We both feel secure in our marriage and generally don't feel threatened by each other's relationships. Maybe this sounds like bullsh*t to someone who regularly experiences jealousy, but I promise it isn't. Until I had my Mirena put in, I didn't understand jealousy felt at the molecular level. When people would describe it to me I'd be confused. "And you feel this? In your body? This is normal?"

Yet one night after he'd unwittingly spent what I'd arbitrarily deemed "too much" time chatting with an attractive young woman at a bar, I found myself screaming at him in the car. I hit him in the shoulder. Hard. I'd never hit anyone in my life. It was more of a meat-of-the-hand slap than a punch and he wasn't badly hurt, but he was more convinced than ever that something was very, very wrong.

"It feels like I'm going to throw up. What is this?" I asked him, screaming through sobs.

"I think it's jealousy?" he offered.


"Well, I hate it!" I cried.

The culmination of everything: my mom's cancer, living with the irrational fear that my incredibly devoted husband was in danger of being seduced away, and generally treating every stressor like it was the end of my world, hit a boiling point when a disagreement with a friend led to the proclamation that I "wanted it all to end."
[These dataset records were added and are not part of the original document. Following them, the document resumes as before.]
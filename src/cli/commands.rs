use clap::Subcommand;

use super::memory::MemoryArgs;
use super::run::{ExploreArgs, RunArgs};

#[derive(Subcommand, Clone)]
pub enum Commands {
    /// Run one task and exit
    Run(RunArgs),

    /// Read tasks from the terminal until `exit`
    Interactive,

    /// Learn what a website offers and remember it
    Explore(ExploreArgs),

    /// Inspect or clear durable memory
    Memory(MemoryArgs),
}
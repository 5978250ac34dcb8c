//! Prompt templates for the reasoning oracle.
//!
//! The system prompt describes the action vocabulary and the JSON reply
//! format that [`super::parse::parse_decision`] accepts. The user message
//! carries the task, the current page, relevant memory, recent history and
//! any recovery notes.

use webpilot_core_types::truncate_chars;

use super::types::{ActionOutcome, RunMode};
use crate::llm_provider::OracleRequest;

/// Memory facts quoted per decision, in addition to host facts.
pub const RECENT_FACTS_IN_PROMPT: usize = 5;
const HISTORY_IN_PROMPT: usize = 10;
const PAGE_TEXT_IN_PROMPT: usize = 1_500;
const FACT_VALUE_IN_PROMPT: usize = 300;

/// Default system prompt.
pub const AGENT_LOOP_SYSTEM_PROMPT: &str = r##"You are an autonomous web assistant controlling a real browser. Each step you receive a screenshot of the current viewport, the page URL, title and visible text, facts remembered from earlier sessions, and the actions you already took. Choose exactly ONE next action.

## Available Actions

- **click**: click an element described by visible text or a CSS selector
  {"action": "click", "target": "Sign in"}
  Targets may be plain text, `text=Exact label`, `css=#selector`, or `role=button[name="Search"]`.

- **type**: type into a field; without a target the first editable field is used
  {"action": "type", "target": "textarea[name=q]", "text": "rust async runtime"}

- **scroll**: scroll the page (up, down, left, right, top, bottom), amount in pixels
  {"action": "scroll", "direction": "down", "amount": 600}

- **navigate**: open a URL directly
  {"action": "navigate", "url": "https://www.rust-lang.org"}

- **wait**: pause while the page loads
  {"action": "wait", "seconds": 2}

- **extract**: read page text (optionally from one element) or the links on the page
  {"action": "extract", "kind": "text", "target": "#main"}
  {"action": "extract", "kind": "links"}

- **finish**: the task is complete; put the answer in `result`
  {"action": "finish", "result": "The latest release is 1.80.0"}

- **request_human**: you are blocked (CAPTCHA, login, payment) and need the operator
  {"action": "request_human", "reason": "Login required"}

## Reply Format

Reply with a single JSON object and nothing else:

{
  "action": "<one of the actions above>",
  "...": "action fields as shown",
  "rationale": "why this action moves the task forward",
  "facts": [{"category": "website", "key": "example.com", "value": "search box is labelled 'Find'"}]
}

`facts` is optional. Add facts only when they would help future tasks on the same site.

## Rules
- Trust the screenshot over the text when they disagree.
- Prefer navigate for known URLs; never type a URL into a search box.
- If an action failed, look at the recovery notes and try a different approach.
- Do not repeat an action that did not change the page.
- Call finish only once the requested information is visible and verified.
"##;

/// Extra instructions for exploration runs.
pub const EXPLORATION_PROMPT_ADDITION: &str = r#"
## Exploration Mode
You are not completing a user task. Survey the site: find its main sections, search, forms and account features. Record each useful discovery as a fact, and finish with a short overview of what the site lets a user do. Do not submit forms or make purchases.
"#;

/// Formats the complete system prompt for the given run mode.
pub fn format_system_prompt(mode: &RunMode) -> String {
    let mut prompt = AGENT_LOOP_SYSTEM_PROMPT.to_string();
    if matches!(mode, RunMode::Exploration { .. }) {
        prompt.push_str(EXPLORATION_PROMPT_ADDITION);
    }
    prompt
}

/// Formats the user message containing the task and page state.
pub fn format_user_message(request: &OracleRequest) -> String {
    let mut message = String::new();

    message.push_str("## Task\n");
    message.push_str(request.task.goal());
    message.push('\n');

    let facts = request.relevant_facts(RECENT_FACTS_IN_PROMPT);
    if !facts.is_empty() {
        message.push_str("\n## Remembered Facts\n");
        for fact in &facts {
            let value = match &fact.value {
                serde_json::Value::String(text) => text.clone(),
                other => other.to_string(),
            };
            message.push_str(&format!(
                "- [{}] {}: {}\n",
                fact.category,
                fact.key,
                truncate_chars(&value, FACT_VALUE_IN_PROMPT)
            ));
        }
    }

    if !request.history.is_empty() {
        message.push_str("\n## Previous Actions\n");
        let start = request.history.len().saturating_sub(HISTORY_IN_PROMPT);
        for entry in &request.history[start..] {
            message.push_str("- ");
            message.push_str(&entry.summary());
            message.push('\n');
            if let ActionOutcome::Completed {
                extracted: Some(text),
            } = &entry.outcome
            {
                message.push_str(&format!(
                    "  extracted: {}\n",
                    truncate_chars(text, PAGE_TEXT_IN_PROMPT / 3)
                ));
            }
        }
    }

    if !request.notes.is_empty() {
        message.push_str("\n## Recovery Notes\n");
        for note in &request.notes {
            message.push_str(&format!("- {note}\n"));
        }
    }

    let observation = &request.observation;
    message.push_str("\n## Current Page\n");
    message.push_str(&format!("URL: {}\n", observation.url));
    if let Some(title) = &observation.title {
        message.push_str(&format!("Title: {title}\n"));
    }
    message.push_str("\nVisible text:\n");
    message.push_str(&truncate_chars(observation.visible_text.trim(), PAGE_TEXT_IN_PROMPT));
    message.push('\n');

    if observation.screenshot.is_some() {
        message.push_str("\n[Screenshot attached]\n");
    }

    message
}

#[cfg(test)]
mod tests {
    use super::*;
    use crate::agent_loop::{Action, AgentHistoryEntry};
    use memory_center::MemoryRecord;
    use serde_json::json;
    use webpilot_core_types::{Observation, Task};

    #[test]
    fn system_prompt_keeps_selector_examples_and_rules() {
        let prompt = format_system_prompt(&RunMode::Task);
        assert!(prompt.contains(r##"{"action": "extract", "kind": "text", "target": "#main"}"##));
        assert!(prompt.contains("## Reply Format"));
        assert!(prompt.trim_end().ends_with("visible and verified."));
    }

    #[test]
    fn exploration_prompt_adds_section() {
        assert!(!format_system_prompt(&RunMode::Task).contains("Exploration Mode"));
        let mode = RunMode::Exploration {
            host: "docs.rs".into(),
        };
        assert!(format_system_prompt(&mode).contains("Exploration Mode"));
    }

    #[test]
    fn user_message_includes_context_sections() {
        let observation = Observation::new("https://docs.rs/", Some("Docs.rs".into()), "Search crates");
        let mut memory = MemoryRecord::new();
        memory.upsert("website", "docs.rs", json!("search box at top"));
        let history = vec![AgentHistoryEntry::new(
            1,
            &observation,
            Action::Click { target: "Go".into() },
            ActionOutcome::TargetNotFound("Go".into()),
        )];
        let request = OracleRequest {
            observation,
            task: Task::new("find tokio docs").unwrap(),
            memory,
            history,
            notes: vec!["click(\"Go\") failed (target not found): Go".into()],
            mode: RunMode::Task,
        };

        let message = format_user_message(&request);
        assert!(message.starts_with("## Task\nfind tokio docs"));
        assert!(message.contains("- [website] docs.rs: search box at top"));
        assert!(message.contains("target_not_found"));
        assert!(message.contains("## Recovery Notes"));
        assert!(message.contains("URL: https://docs.rs/"));
        assert!(!message.contains("[Screenshot attached]"));
    }
}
All the emotions I'd been experiencing seemed to press against every raw nerve in my body. I was worn down to the nub. I called the doctor.


"What did you say your symptoms were again?" the nurse asked.
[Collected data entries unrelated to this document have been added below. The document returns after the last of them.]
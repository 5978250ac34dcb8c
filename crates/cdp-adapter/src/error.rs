use action_primitives::ActionError;
use chromiumoxide::error::CdpError;
use thiserror::Error;

#[derive(Debug, Error)]
pub enum AdapterError {
    #[error("browser config error: {0}")]
    Config(String),
    #[error("failed to launch chromium: {0}")]
    Launch(String),
    #[error("browser is not open")]
    NotOpen,
    #[error(transparent)]
    Cdp(#[from] CdpError),
}

impl AdapterError {
    /// Whether the browser connection itself is gone.
    pub fn is_disconnect(&self) -> bool {
        match self {
            AdapterError::NotOpen | AdapterError::Launch(_) => true,
            AdapterError::Cdp(err) => is_disconnect(err),
            AdapterError::Config(_) => false,
        }
    }
}

fn is_disconnect(err: &CdpError) -> bool {
    matches!(
        err,
        CdpError::Ws(_) | CdpError::ChannelSendError(_) | CdpError::NoResponse
    )
}

impl From<AdapterError> for ActionError {
    fn from(err: AdapterError) -> Self {
        if err.is_disconnect() {
            return ActionError::SessionLost(err.to_string());
        }
        match err {
            AdapterError::Cdp(CdpError::Timeout) => ActionError::Timeout(err.to_string()),
            AdapterError::Config(msg) => ActionError::InvalidArgument(msg),
            other => ActionError::Internal(other.to_string()),
        }
    }
}

pub(crate) fn cdp(err: CdpError) -> ActionError {
    AdapterError::Cdp(err).into()
}

#[cfg(test)]
mod tests {
    use super::*;

    #[test]
    fn disconnects_map_to_session_lost() {
        assert!(ActionError::from(AdapterError::NotOpen).is_fatal());
        assert!(ActionError::from(AdapterError::Cdp(CdpError::NoResponse)).is_fatal());
    }

    #[test]
    fn timeouts_stay_recoverable() {
        let err = ActionError::from(AdapterError::Cdp(CdpError::Timeout));
        assert!(matches!(err, ActionError::Timeout(_)));
        assert!(!err.is_fatal());
    }
}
"It's like I have the worst PMS ever all the time. Like, I cry a lot. And I get jealous of dumb things, and I never get jealous." I felt like I must have sounded so silly to her. These weren't symptoms of anything.


"I'll talk to the doctor and call you back," she said.

I got a call back a few minutes later. "The doctor says you should come in as soon as possible."

When I went in, the doctor told me that my reaction was rare, but real. That some women with hormonal IUDs experienced intensely heightened anxiety, irritability, and mood swings. That, in short, it wasn't me.


She removed the offending object and replaced it with the good old plain copper IUD I'd lived happily with for years. When she held the offending IUD in her hand it looked so tiny, this thing that had been controlling me. I remember thinking of The Wrath of Khan and the slimy creatures that crawled into everyone's ears and controlled their minds. She wrapped it in a paper towel and tossed it in the trash.

It only took a few weeks to feel like my regular self again. My mom still had cancer but her chemo was going well, and I could start to contextualize the disease, without the constant drum of irrational angst that had been beating in my brain for so many months.

I slowly stopped reacting to little inconveniences or misunderstandings like they were the end of the world. I went back to not much caring who my husband was with or for how long or how close he sat to them or what they talked about. (Jealousy seems like a perfectly reasonable response to a lot of situations. Maybe it's even evolutionary. I don't know, I'm not a biologist. But for me and my mind and body, it was one of the biggest signs that something was off.)

My husband noticed the change immediately because it was that stark, like someone detoxing from a drug, which is what was happening. He was glad to have his wife back in all her stoic grandeur, although he did admit that in a weird way he would miss my fits of jealous rage.


"It was sort of nice knowing you cared, you know," he teased one evening as we sat sharing a bottle of wine on our apartment balcony.

"F*ck you," I shot back. Then I laughed and sighed with relief because I could feel how much I wasn't really bothered by his comment at all. I could feel how much I felt like me again, whatever that means.